Data supplied

//! Observability wrapper around use-case execution.
//!
//! Every instrumented call:
//!
//! 1. starts a span named after the operation, parented on the carrier's trace
//! 2. hands the use case a carrier whose trace identity is that span
//! 3. measures wall time with the injected [`Clock`]
//! 4. records latency plus a success or error count on the [`MetricsSink`]
//! 5. ends the span exactly once, also when the call is dropped midway
//!
//! The wrapper never flips a result from success to failure or back. The only
//! result it creates itself is the internal error returned when the body
//! panicked and produced nothing.

pub mod clock;
pub mod sink;
pub mod span;

use std::fmt;
use std::panic::AssertUnwindSafe;
use std::sync::Arc;
use std::time::Instant;

use async_trait::async_trait;
use backbone_core::{AppStatus, Locale, RequestContext, UseCase, UseCaseResult};
use futures_util::FutureExt;
use tracing::{error, warn, Instrument};

pub use clock::{Clock, ManualClock, SystemClock};
pub use sink::{InMemoryMetrics, MetricsFacadeSink, MetricsSink, Outcome};
pub use span::{OperationSpan, RecordedSpan, RecordingTracer, SpanStatus, Tracer, TracingTracer};

/// Message of the internal error substituted for a panicked body.
pub const NO_RESULT_MESSAGE: &str = "use case produced no result";
/// Span status message of an execution dropped before it settled.
pub const CANCELLED_MESSAGE: &str = "use case cancelled before completion";

/// Tracer, metrics sink and clock used by the wrapper.
#[derive(Clone)]
pub struct Instrumentation {
    pub tracer: Arc<dyn Tracer>,
    pub metrics: Arc<dyn MetricsSink>,
    pub clock: Arc<dyn Clock>,
}

impl Instrumentation {
    #[must_use]
    pub fn new(
        tracer: Arc<dyn Tracer>,
        metrics: Arc<dyn MetricsSink>,
        clock: Arc<dyn Clock>,
    ) -> Self {
        Self {
            tracer,
            metrics,
            clock,
        }
    }

    /// Production wiring: `tracing` spans, the `metrics` facade, system time.
    #[must_use]
    pub fn standard() -> Self {
        Self::new(
            Arc::new(TracingTracer),
            Arc::new(MetricsFacadeSink),
            Arc::new(SystemClock),
        )
    }
}

impl Default for Instrumentation {
    fn default() -> Self {
        Self::standard()
    }
}

impl fmt::Debug for Instrumentation {
    fn fmt(&self, f: &mut fmt::Formatter<'_>) -> fmt::Result {
        f.debug_struct("Instrumentation").finish_non_exhaustive()
    }
}

/// Runs `use_case` under a span named after [`UseCase::name`].
pub async fn instrument_use_case<U: UseCase>(
    use_case: &U,
    ctx: &RequestContext,
    locale: &Locale,
    input: U::Input,
    instrumentation: &Instrumentation,
) -> UseCaseResult<U::Output> {
    run_instrumented(use_case.name(), false, use_case, ctx, locale, input, instrumentation).await
}

/// Runs one DAG step under a span named after the step, tagged with the use case.
pub async fn instrument_dag_step<U: UseCase>(
    step_name: &'static str,
    use_case: &U,
    ctx: &RequestContext,
    locale: &Locale,
    input: U::Input,
    instrumentation: &Instrumentation,
) -> UseCaseResult<U::Output> {
    run_instrumented(step_name, true, use_case, ctx, locale, input, instrumentation).await
}

async fn run_instrumented<U: UseCase>(
    operation: &'static str,
    dag_step: bool,
    use_case: &U,
    ctx: &RequestContext,
    locale: &Locale,
    input: U::Input,
    instrumentation: &Instrumentation,
) -> UseCaseResult<U::Output> {
    let mut span = instrumentation.tracer.start_span(operation, &ctx.trace);
    span.set_attribute("request_id", ctx.request_id.clone());
    if dag_step {
        span.set_attribute("dag.step", operation.to_string());
        span.set_attribute("use_case", use_case.name().to_string());
    }

    let nested = ctx.with_trace(span.trace_context());
    let run = use_case
        .execute(&nested, locale, input)
        .instrument(span.tracing_span());
    let guard = SpanGuard::start(operation, span, instrumentation);
    let produced = AssertUnwindSafe(run).catch_unwind().await;

    let (result, outcome) = match produced {
        Ok(result) if !result.is_terminal() => (result, Outcome::NoResult),
        Ok(result) if result.has_error() => (result, Outcome::Error),
        Ok(result) => (result, Outcome::Success),
        Err(_) => {
            error!(operation, request_id = %ctx.request_id, "use case panicked");
            (
                UseCaseResult::failure(AppStatus::InternalError, NO_RESULT_MESSAGE),
                Outcome::NoResult,
            )
        }
    };

    let status = match outcome {
        Outcome::Success => SpanStatus::Ok,
        Outcome::Error => SpanStatus::Error(
            result
                .error()
                .map(|err| err.message.clone())
                .unwrap_or_default(),
        ),
        Outcome::NoResult => SpanStatus::Error(NO_RESULT_MESSAGE.to_string()),
    };
    guard.finish(outcome, status, result.status());

    result
}

/// Owns a live span until the execution settles.
///
/// If the instrumented future is dropped before it settles (request timeout,
/// `tokio::time::timeout`, a cancelled `select!` branch), `Drop` closes the
/// span as cancelled and records a `NoResult` outcome.
struct SpanGuard<'a> {
    operation: &'static str,
    span: Option<Box<dyn OperationSpan>>,
    started: Instant,
    instrumentation: &'a Instrumentation,
}

impl<'a> SpanGuard<'a> {
    fn start(
        operation: &'static str,
        span: Box<dyn OperationSpan>,
        instrumentation: &'a Instrumentation,
    ) -> Self {
        Self {
            operation,
            span: Some(span),
            started: instrumentation.clock.now(),
            instrumentation,
        }
    }

    fn finish(mut self, outcome: Outcome, status: SpanStatus, app_status: Option<AppStatus>) {
        if let Some(mut span) = self.span.take() {
            if let Some(app_status) = app_status {
                span.set_attribute("status", app_status.as_str().to_string());
            }
            self.close(span, outcome, status);
        }
    }

    fn close(&self, mut span: Box<dyn OperationSpan>, outcome: Outcome, status: SpanStatus) {
        let elapsed = self
            .instrumentation
            .clock
            .now()
            .saturating_duration_since(self.started);
        let metrics = &self.instrumentation.metrics;
        metrics.record_latency(self.operation, elapsed);
        metrics.record_outcome(self.operation, outcome);
        span.set_status(status);
        span.end(elapsed);
    }
}

impl Drop for SpanGuard<'_> {
    fn drop(&mut self) {
        if let Some(span) = self.span.take() {
            warn!(operation = self.operation, "use case cancelled before completion");
            self.close(
                span,
                Outcome::NoResult,
                SpanStatus::Error(CANCELLED_MESSAGE.to_string()),
            );
        }
    }
}

// ---------------------------------------------------------------------------
// Instrumented
// ---------------------------------------------------------------------------

/// Use case decorator that instruments every call of `inner`.
pub struct Instrumented<U> {
    inner: U,
    instrumentation: Arc<Instrumentation>,
}

impl<U: UseCase> Instrumented<U> {
    #[must_use]
    pub fn new(inner: U, instrumentation: Arc<Instrumentation>) -> Self {
        Self {
            inner,
            instrumentation,
        }
    }

    pub fn inner(&self) -> &U {
        &self.inner
    }
}

#[async_trait]
impl<U: UseCase> UseCase for Instrumented<U> {
    type Input = U::Input;
    type Output = U::Output;

    fn name(&self) -> &'static str {
        self.inner.name()
    }

    fn set_locale(&mut self, locale: &Locale) {
        self.inner.set_locale(locale);
    }

    async fn execute(
        &self,
        ctx: &RequestContext,
        locale: &Locale,
        input: Self::Input,
    ) -> UseCaseResult<Self::Output> {
        instrument_use_case(&self.inner, ctx, locale, input, &self.instrumentation).await
    }
}

// ---------------------------------------------------------------------------
// Tests
// ---------------------------------------------------------------------------

#[cfg(test)]
mod tests {
    use std::time::Duration;

    use backbone_core::{TraceContext, UseCaseError};
    use parking_lot::Mutex;

    use super::*;

    enum Behavior {
        Succeed,
        Fail,
        Pending,
        Panic,
        Hang,
    }

    struct FetchProfile {
        behavior: Behavior,
        clock: ManualClock,
        seen_trace: Mutex<Option<TraceContext>>,
    }

    impl FetchProfile {
        fn new(behavior: Behavior, clock: &ManualClock) -> Self {
            Self {
                behavior,
                clock: clock.clone(),
                seen_trace: Mutex::new(None),
            }
        }
    }

    #[async_trait]
    impl UseCase for FetchProfile {
        type Input = String;
        type Output = String;

        fn name(&self) -> &'static str {
            "fetch_profile"
        }

        fn set_locale(&mut self, _locale: &Locale) {}

        async fn execute(
            &self,
            ctx: &RequestContext,
            _locale: &Locale,
            user_id: String,
        ) -> UseCaseResult<String> {
            *self.seen_trace.lock() = Some(ctx.trace.clone());
            self.clock.advance(Duration::from_millis(40));
            match self.behavior {
                Behavior::Succeed => UseCaseResult::success(AppStatus::Success, user_id),
                Behavior::Fail => UseCaseError::not_found("profile.missing").into(),
                Behavior::Pending => UseCaseResult::new(),
                Behavior::Panic => panic!("profile store exploded"),
                Behavior::Hang => std::future::pending().await,
            }
        }
    }

    struct Harness {
        tracer: RecordingTracer,
        metrics: InMemoryMetrics,
        clock: ManualClock,
        instrumentation: Instrumentation,
    }

    fn harness() -> Harness {
        let tracer = RecordingTracer::new();
        let metrics = InMemoryMetrics::new();
        let clock = ManualClock::new();
        let instrumentation = Instrumentation::new(
            Arc::new(tracer.clone()),
            Arc::new(metrics.clone()),
            Arc::new(clock.clone()),
        );
        Harness {
            tracer,
            metrics,
            clock,
            instrumentation,
        }
    }

    async fn run(h: &Harness, behavior: Behavior) -> UseCaseResult<String> {
        let use_case = FetchProfile::new(behavior, &h.clock);
        instrument_use_case(
            &use_case,
            &RequestContext::new("req-1"),
            &Locale::default(),
            "u1".to_string(),
            &h.instrumentation,
        )
        .await
    }

    #[tokio::test]
    async fn success_records_latency_and_success_counter() {
        let h = harness();
        let result = run(&h, Behavior::Succeed).await;

        assert_eq!(result.data(), Some(&"u1".to_string()));
        assert_eq!(h.metrics.successes("fetch_profile"), 1);
        assert_eq!(h.metrics.errors("fetch_profile"), 0);
        assert_eq!(
            h.metrics.latencies("fetch_profile"),
            vec![Duration::from_millis(40)]
        );

        let span = h.tracer.span("fetch_profile").unwrap();
        assert_eq!(span.end_count, 1);
        assert_eq!(span.status, SpanStatus::Ok);
        assert_eq!(span.duration, Some(Duration::from_millis(40)));
    }

    #[tokio::test]
    async fn error_is_passed_through_and_counted() {
        let h = harness();
        let result = run(&h, Behavior::Fail).await;

        assert_eq!(result.status(), Some(AppStatus::NotFound));
        assert_eq!(h.metrics.count("fetch_profile", Outcome::Error), 1);

        let span = h.tracer.span("fetch_profile").unwrap();
        assert_eq!(span.end_count, 1);
        assert_eq!(span.status, SpanStatus::Error("profile.missing".into()));
    }

    #[tokio::test]
    async fn panic_becomes_internal_error() {
        let h = harness();
        let result = run(&h, Behavior::Panic).await;

        assert_eq!(result.status(), Some(AppStatus::InternalError));
        assert_eq!(result.error().unwrap().message, NO_RESULT_MESSAGE);
        assert_eq!(h.metrics.count("fetch_profile", Outcome::NoResult), 1);
        assert_eq!(h.tracer.span("fetch_profile").unwrap().end_count, 1);
    }

    #[tokio::test]
    async fn pending_result_is_returned_unchanged_but_counted_as_no_result() {
        let h = harness();
        let result = run(&h, Behavior::Pending).await;

        assert!(!result.is_terminal());
        assert!(!result.has_error());
        assert_eq!(h.metrics.count("fetch_profile", Outcome::NoResult), 1);
        assert_eq!(h.metrics.successes("fetch_profile"), 0);
        assert_eq!(h.tracer.span("fetch_profile").unwrap().end_count, 1);
    }

    #[tokio::test]
    async fn dropped_execution_still_ends_span_once() {
        let h = harness();
        let timed_out = tokio::time::timeout(Duration::from_millis(20), run(&h, Behavior::Hang)).await;
        assert!(timed_out.is_err());

        let span = h.tracer.span("fetch_profile").unwrap();
        assert_eq!(span.end_count, 1);
        assert_eq!(span.status, SpanStatus::Error(CANCELLED_MESSAGE.into()));
        assert_eq!(span.duration, Some(Duration::from_millis(40)));
        assert_eq!(h.metrics.count("fetch_profile", Outcome::NoResult), 1);
        assert_eq!(h.metrics.successes("fetch_profile"), 0);
        assert_eq!(
            h.metrics.latencies("fetch_profile"),
            vec![Duration::from_millis(40)]
        );
    }

    #[tokio::test]
    async fn body_sees_span_trace_identity() {
        let h = harness();
        let use_case = FetchProfile::new(Behavior::Succeed, &h.clock);
        let mut ctx = RequestContext::new("req-9");
        ctx.trace = TraceContext {
            trace_id: "upstream-trace".into(),
            span_id: Some("upstream-span".into()),
        };

        instrument_use_case(&use_case, &ctx, &Locale::default(), "u9".into(), &h.instrumentation)
            .await;

        let seen = use_case.seen_trace.lock().clone().unwrap();
        let span = h.tracer.span("fetch_profile").unwrap();
        assert_eq!(seen.trace_id, "upstream-trace");
        assert_eq!(seen.span_id.as_deref(), Some(span.span_id.as_str()));
        assert_eq!(span.parent_span_id.as_deref(), Some("upstream-span"));
        // The caller's carrier is left untouched.
        assert_eq!(ctx.trace.span_id.as_deref(), Some("upstream-span"));
    }

    #[tokio::test]
    async fn dag_step_span_is_named_after_step() {
        let h = harness();
        let use_case = FetchProfile::new(Behavior::Succeed, &h.clock);
        instrument_dag_step(
            "load_profile",
            &use_case,
            &RequestContext::new("req-2"),
            &Locale::default(),
            "u2".into(),
            &h.instrumentation,
        )
        .await;

        let span = h.tracer.span("load_profile").unwrap();
        assert!(span
            .attributes
            .contains(&("use_case", "fetch_profile".to_string())));
        assert_eq!(h.metrics.successes("load_profile"), 1);
    }

    #[tokio::test]
    async fn instrumented_wrapper_delegates() {
        let h = harness();
        let wrapped = Instrumented::new(
            FetchProfile::new(Behavior::Succeed, &h.clock),
            Arc::new(h.instrumentation.clone()),
        );
        assert_eq!(wrapped.name(), "fetch_profile");

        let result = wrapped
            .execute(&RequestContext::new("r"), &Locale::default(), "u3".into())
            .await;
        assert!(result.is_success());
        assert_eq!(h.metrics.successes("fetch_profile"), 1);
        assert_eq!(wrapped.inner().name(), "fetch_profile");
    }
}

What to do
Could you please retype the lines from the start of the data through the line with "back. The only", both included, and nothing else?

Answer for the task
//! Observability wrapper around use-case execution.
//!
//! Every instrumented call:
//!
//! 1. starts a span named after the operation, parented on the carrier's trace
//! 2. hands the use case a carrier whose trace identity is that span
//! 3. measures wall time with the injected [`Clock`]
//! 4. records latency plus a success or error count on the [`MetricsSink`]
//! 5. ends the span exactly once, also when the call is dropped midway
//!
//! The wrapper never flips a result from success to failure or back. The only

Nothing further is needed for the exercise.